The policy isn't tied to "legacy nodes" it is tied to greatest work chain (which in Bitcoin defines what is money).

> I hope you're fearing about the alternative which is actively giving
> someone control over "anti-checkpoint" blocks that you'll simply not
> follow in an emergency, but obviously you don't want emergencies in
> your code long term, consistency is a must and I deeply respect that.
> Ideally you don't want emergencies like 51% of the hashrate mining a
> bip113-invalid chain,
> but I think there would be little point since you could protect very fast.
>
> I see anti-bip149 miners just like I see anti-bip113 miners, stupid,
> and I would hope that those blocks and coins are invalid to most
> people, but I cannot force people to reject anti-bip113 coins. This is
> free software, anybody is free to accept bip113-invalid coins, but who
> wants that?
> Extrapolating my reasoning from bip148 to bip149 contains at least 2
> fallacies that I think I've counted. But please don't equate uasf to
> fallacies because bip8 is I think an option to perdure.
>
>>>>> To be clear and summarize:
>>>>>
>>>>> 1) I assume "libbitcoin" (or the people involved) have no "opened
>>>>> complain" against bip141 (aka segwit)
>>>>
>>>> I would agree.
>>>>
>>>>> 2) BIP8 is an improvement over bip9 for future consensus rule changes,
>>>>> for it makes miners' signaling useless for veto.
>>>>
>>>> If one is not concerned about chain-splitting then this is fine. Ultimately Bitcoin exists to resist change, and creating a new money is really the only way to change it. The question is always how much of the economy will join the new money.
>>>
>>> I don't think the goal of Bitcoin is to resist consensus changes. Why
>>> would it be the goal when the consensus changes don't harm any users and help some.
>>
>> Bitcoin is a money. If a money changes in a way that is not entirely predictable at the time it is purchased or as later explicitly accepted by *all* owners, it is inherently a theft from some by others. The definition of Gold is *very* difficult to change. This is the primary aspect of hard money.
>
> Completely agree, that's why I always prefer not changing the rules
> over doing it in a controversial way.


If even one person is robbed, it's still a robbery.

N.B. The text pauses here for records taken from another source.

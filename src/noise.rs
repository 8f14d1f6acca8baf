//! Logical error model for the three supported physical channels.
//!
//! Every channel uses the same threshold scaling law
//!
//! ```text
//! p_L = clamp(A * F(code) * (p_eff / p_th)^t, 0, 1),   t = ceil((d + 1) / 2)
//! ```
//!
//! and differs in how the physical rate `p` splits into X, Y and Z errors and
//! where its threshold `p_th` sits. `F(code)` penalizes generators that leave
//! single-qubit errors undetected (weighted by the channel's Pauli split) and
//! heavy generators that need long extraction circuits.

use crate::code::StabilizerCode;
use crate::config::NoiseParams;
use crate::error::{SfResult, StabForgeError};
use serde::{Deserialize, Serialize};
use std::str::FromStr;
use strum_macros::{Display, EnumIter, EnumString};

#[derive(
    Debug, Clone, Copy, PartialEq, Eq, Hash, Serialize, Deserialize, Display, EnumString, EnumIter,
)]
#[strum(ascii_case_insensitive)]
pub enum NoiseModelKind {
    #[serde(rename = "Depolarizing", alias = "depolarizing")]
    #[strum(to_string = "Depolarizing")]
    Depolarizing,

    #[serde(
        rename = "Amplitude Damping",
        alias = "amplitude_damping",
        alias = "amplitude-damping"
    )]
    #[strum(
        to_string = "Amplitude Damping",
        serialize = "amplitude_damping",
        serialize = "amplitude-damping",
        serialize = "AmplitudeDamping"
    )]
    AmplitudeDamping,

    #[serde(rename = "Biased Noise", alias = "biased_noise", alias = "biased-noise")]
    #[strum(
        to_string = "Biased Noise",
        serialize = "biased_noise",
        serialize = "biased-noise",
        serialize = "BiasedNoise"
    )]
    BiasedNoise,
}

impl NoiseModelKind {
    /// Parses an external model name, reporting unknown names as `InvalidParameter`.
    pub fn parse(name: &str) -> SfResult<Self> {
        Self::from_str(name.trim()).map_err(|_| {
            StabForgeError::invalid(
                "model",
                "one of \"Depolarizing\", \"Amplitude Damping\", \"Biased Noise\"",
                format!("\"{}\"", name),
            )
        })
    }

    pub fn threshold(&self, params: &NoiseParams) -> f64 {
        match self {
            Self::Depolarizing => params.threshold_depolarizing,
            Self::AmplitudeDamping => params.threshold_amplitude_damping,
            Self::BiasedNoise => params.threshold_biased,
        }
    }

    /// Pauli decomposition of the channel at physical rate `p`.
    pub fn channel(&self, p: f64, params: &NoiseParams) -> PauliChannel {
        match self {
            Self::Depolarizing => PauliChannel {
                p_eff: p,
                alpha_x: 1.0 / 3.0,
                alpha_y: 1.0 / 3.0,
                alpha_z: 1.0 / 3.0,
            },
            Self::AmplitudeDamping => {
                // Pauli twirl of damping with gamma = p.
                let px = p / 4.0;
                let py = p / 4.0;
                let pz = ((2.0 - p - 2.0 * (1.0 - p).sqrt()) / 4.0).max(0.0);
                let p_eff = px + py + pz;
                if p_eff > 0.0 {
                    PauliChannel {
                        p_eff,
                        alpha_x: px / p_eff,
                        alpha_y: py / p_eff,
                        alpha_z: pz / p_eff,
                    }
                } else {
                    PauliChannel {
                        p_eff: 0.0,
                        alpha_x: 0.5,
                        alpha_y: 0.5,
                        alpha_z: 0.0,
                    }
                }
            }
            Self::BiasedNoise => {
                let eta = params.bias_ratio;
                PauliChannel {
                    p_eff: p,
                    alpha_x: 1.0 / (eta + 1.0),
                    alpha_y: 0.0,
                    alpha_z: eta / (eta + 1.0),
                }
            }
        }
    }
}

/// Effective error rate and the share of X, Y and Z errors (shares sum to 1).
#[derive(Debug, Clone, Copy, PartialEq)]
pub struct PauliChannel {
    pub p_eff: f64,
    pub alpha_x: f64,
    pub alpha_y: f64,
    pub alpha_z: f64,
}

/// `ceil((d + 1) / 2)`: errors needed before a distance-`d` code fails.
///
/// Saturates at `i32::MAX`, which already drives any sub-threshold ratio to zero.
#[inline(always)]
pub fn failure_order(distance: usize) -> i32 {
    i32::try_from(distance / 2 + 1).unwrap_or(i32::MAX)
}

/// Multiplier `F(code)` applied on top of the distance scaling.
pub fn code_factor(code: &StabilizerCode, channel: &PauliChannel, params: &NoiseParams) -> f64 {
    let profile = code.detection_profile();
    let n = code.n as f64;

    let undetected = (channel.alpha_x * profile.undetected_x as f64
        + channel.alpha_y * profile.undetected_y as f64
        + channel.alpha_z * profile.undetected_z as f64)
        / n;
    let weight = profile.mean_row_weight / n;

    (1.0 + params.undetected_penalty * undetected) * (1.0 + params.weight_penalty * weight)
}

/// Logical error probability for `kind` at physical rate `physical_error_rate`.
///
/// Pure: the same arguments always give the same bits back.
pub fn evaluate(
    kind: NoiseModelKind,
    physical_error_rate: f64,
    distance: usize,
    code: Option<&StabilizerCode>,
    params: &NoiseParams,
) -> SfResult<f64> {
    if !(0.0..=1.0).contains(&physical_error_rate) {
        return Err(StabForgeError::invalid(
            "error_rate",
            "a probability in [0, 1]",
            physical_error_rate,
        ));
    }
    if distance < 1 {
        return Err(StabForgeError::invalid("distance", "distance >= 1", distance));
    }
    params.validate()?;

    let channel = kind.channel(physical_error_rate, params);
    let factor = match code {
        Some(c) => {
            c.validate()?;
            code_factor(c, &channel, params)
        }
        None => 1.0,
    };

    let ratio = channel.p_eff / kind.threshold(params);
    let rate = params.prefactor * factor * ratio.powi(failure_order(distance));
    Ok(rate.clamp(0.0, 1.0))
}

Bitcoin therefore is designed to resist change, not just to give the power of change to a majority, or plurality. This is its primary security feature. It requires that people leave the money if they want a different money. This can result in many monies (and has) and is no different than people freely choosing silver over gold, etc. that is not a change to the money, it's a new money.

Bitcoin, like any money, derives its value from the size and scope of its network (things you can buy). The larger the network, the harder it becomes for a new money to take hold. It was much easier for Satoshi to create new monies and bring people with him, and even later, but it will continue to get harder as the network grows.

People decry the lack of "leadership" in driving changes. This is a sign of success. Over time the various alt and splinter coins will be overcome by the network effect of the largest and disappear into irrelevance. This also means it will have become nearly impossible to create an effective competitor to the network.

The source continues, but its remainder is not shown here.